Clean doesn’t mean “perfect and pristine.” Whatever clean means to you, you deserve that.

Also, you don’t have to feel 100% deserving before you create an environment you enjoy.

If we were working together one on one and this was a problem, we’d focus on this for awhile to rewire your brain and break the harmful connections.

I say that because I want to be clear that this isn’t an overnight fast fix. It’s going to take time.

But that doesn’t mean you have to wait for your brain to be in full belief before you take action.

It’s going to be hard and difficult. Your brain is going to pitch a fit and not like doing the work.
And that’s ok.

Now that we’re aware that it’s not our fault and its going to take time, how can we begin to change things?

Disclaimer: your brain won’t like the answer and it’s going to argue. That’s ok, your brain can throw a fit. But you can still do it.

Start by picking one thing, just one thing that can make a difference.

My one thing is dishes. I HATE doing them more than I can put into words, but having a sink full of dishes and being unable to cook stresses me out. So it’s my one thing.

Once I get the dishes done, it’s easier for me to cook and clean.

When I can easily do that, the rest of the day flows better.

Then pick a schedule that works for you to keep on that one thing.

Maybe you can do the dishes each morning while breakfast cooks. Maybe you want to wait and do all of the dishes at once on Saturday.

There’s no judgment to your how and when. You do what works for you.

You don’t have to do everything at once. Just start with one thing and let that be your only focus until it’s done.

There are certain seasons of life where my son and I live out of the clean clothes pile that always ends up on my bed. Sometimes my brain just can’t justify putting it all away just for it to be washed again in a few days.
And that’s ok.

Sometimes laundry is my excuse to sit on my bed and catch up on YouTube while I put it all away.
And that’s ok, too.

Your brain is going to struggle. That doesn’t make you a bad mom or a horrible homemaker. It makes you human.

Beating yourself up because you’re struggling is like slashing all of your tires because you got one flat. It makes the whole situation unnecessarily worse.

So pick just one thing and start there. Don’t overthink it. You don’t have to do everything at once to be worthy.

Just one thing is more than enough.

Then when you do that one thing, celebrate yourself.

That may be really difficult for you. Heck, it may be physically painful because your brain believes so deeply that it’s worthless.

But at the very least, acknowledge what you did. Even if it’s not perfect, even if you did the dishes and the sink is full again, even if you did the laundry and the dog peed on it.
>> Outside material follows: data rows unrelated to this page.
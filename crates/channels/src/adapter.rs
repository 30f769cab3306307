use {adrift_common::PlatformId, async_trait::async_trait, serde::Serialize};

use crate::Result;

/// Lifecycle of an adapter instance.
///
/// `Disconnected → Connecting → Connected → Watching → (Reconnecting ⇄
/// Watching) → Stopped`. `Failed` is the unhealthy terminal state after the
/// loop's retry budget is exhausted; it requires an explicit restart.
#[derive(Debug, Clone, Copy, PartialEq, Eq, Serialize)]
#[serde(rename_all = "snake_case")]
pub enum AdapterPhase {
    Disconnected,
    Connecting,
    Connected,
    Watching,
    Reconnecting,
    Stopped,
    Failed,
}

impl AdapterPhase {
    #[must_use]
    pub fn as_str(self) -> &'static str {
        match self {
            Self::Disconnected => "disconnected",
            Self::Connecting => "connecting",
            Self::Connected => "connected",
            Self::Watching => "watching",
            Self::Reconnecting => "reconnecting",
            Self::Stopped => "stopped",
            Self::Failed => "failed",
        }
    }

    /// Whether the watch loop is no longer running and will not resume on
    /// its own.
    #[must_use]
    pub fn is_terminal(self) -> bool {
        matches!(self, Self::Stopped | Self::Failed)
    }
}

/// One platform adapter: owns the session, the watermark-driven poll loop,
/// and outbound sends for its platform.
#[async_trait]
pub trait ChannelAdapter: Send + Sync {
    fn platform(&self) -> PlatformId;

    fn phase(&self) -> AdapterPhase;

    /// Authenticate with the provider. Called lazily before authenticated
    /// calls once the session cooldown elapses.
    async fn connect(&self) -> Result<()>;

    /// Run a single poll cycle: fetch inbound items past the watermark,
    /// process them in timestamp order, advance the watermark. Returns the
    /// number of items processed. A cycle invoked while the previous one is
    /// still running is a no-op returning zero, not queued.
    async fn poll_once(&self) -> Result<u32>;

    /// Deliver text to one user; returns the provider message id.
    async fn send(&self, recipient_id: &str, text: &str) -> Result<String>;

    /// Publish a public status post. Optional capability.
    async fn post(&self, _text: &str) -> Result<String> {
        Err(crate::Error::unsupported("posting is not available"))
    }

    /// Start the recurring watch loop. Idempotent: a second call while the
    /// loop runs does nothing.
    async fn watch(&self) -> Result<()>;

    /// Signal the watch loop to exit at its next safe point and release
    /// resources. Idempotent and callable while a cycle is in flight.
    async fn cleanup(&self);
}

#[cfg(test)]
#[allow(clippy::unwrap_used)]
mod tests {
    use super::*;

    #[test]
    fn terminal_phases() {
        assert!(AdapterPhase::Stopped.is_terminal());
        assert!(AdapterPhase::Failed.is_terminal());
        assert!(!AdapterPhase::Watching.is_terminal());
        assert!(!AdapterPhase::Reconnecting.is_terminal());
    }

    #[test]
    fn phase_serializes_snake_case() {
        let json = serde_json::to_string(&AdapterPhase::Reconnecting).unwrap();
        assert_eq!(json, "\"reconnecting\"");
    }
}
You did it and that’s what matters.

Just look around and pick one thing. Don’t get overwhelmed – it doesn’t matter what you pick. There’s no right or wrong.

Pick something.

Then maybe next week, pick one more thing.

And maybe you continue this so that by next month, you’re working on 4 things pretty consistently.

This needs to be talked about far more than anyone will admit.

It’s so incredibly important.

If this resonated with you, please know that you’re not alone and you’re NOT a bad mom.

You’re a great mom doing the best she can. You’ve got this.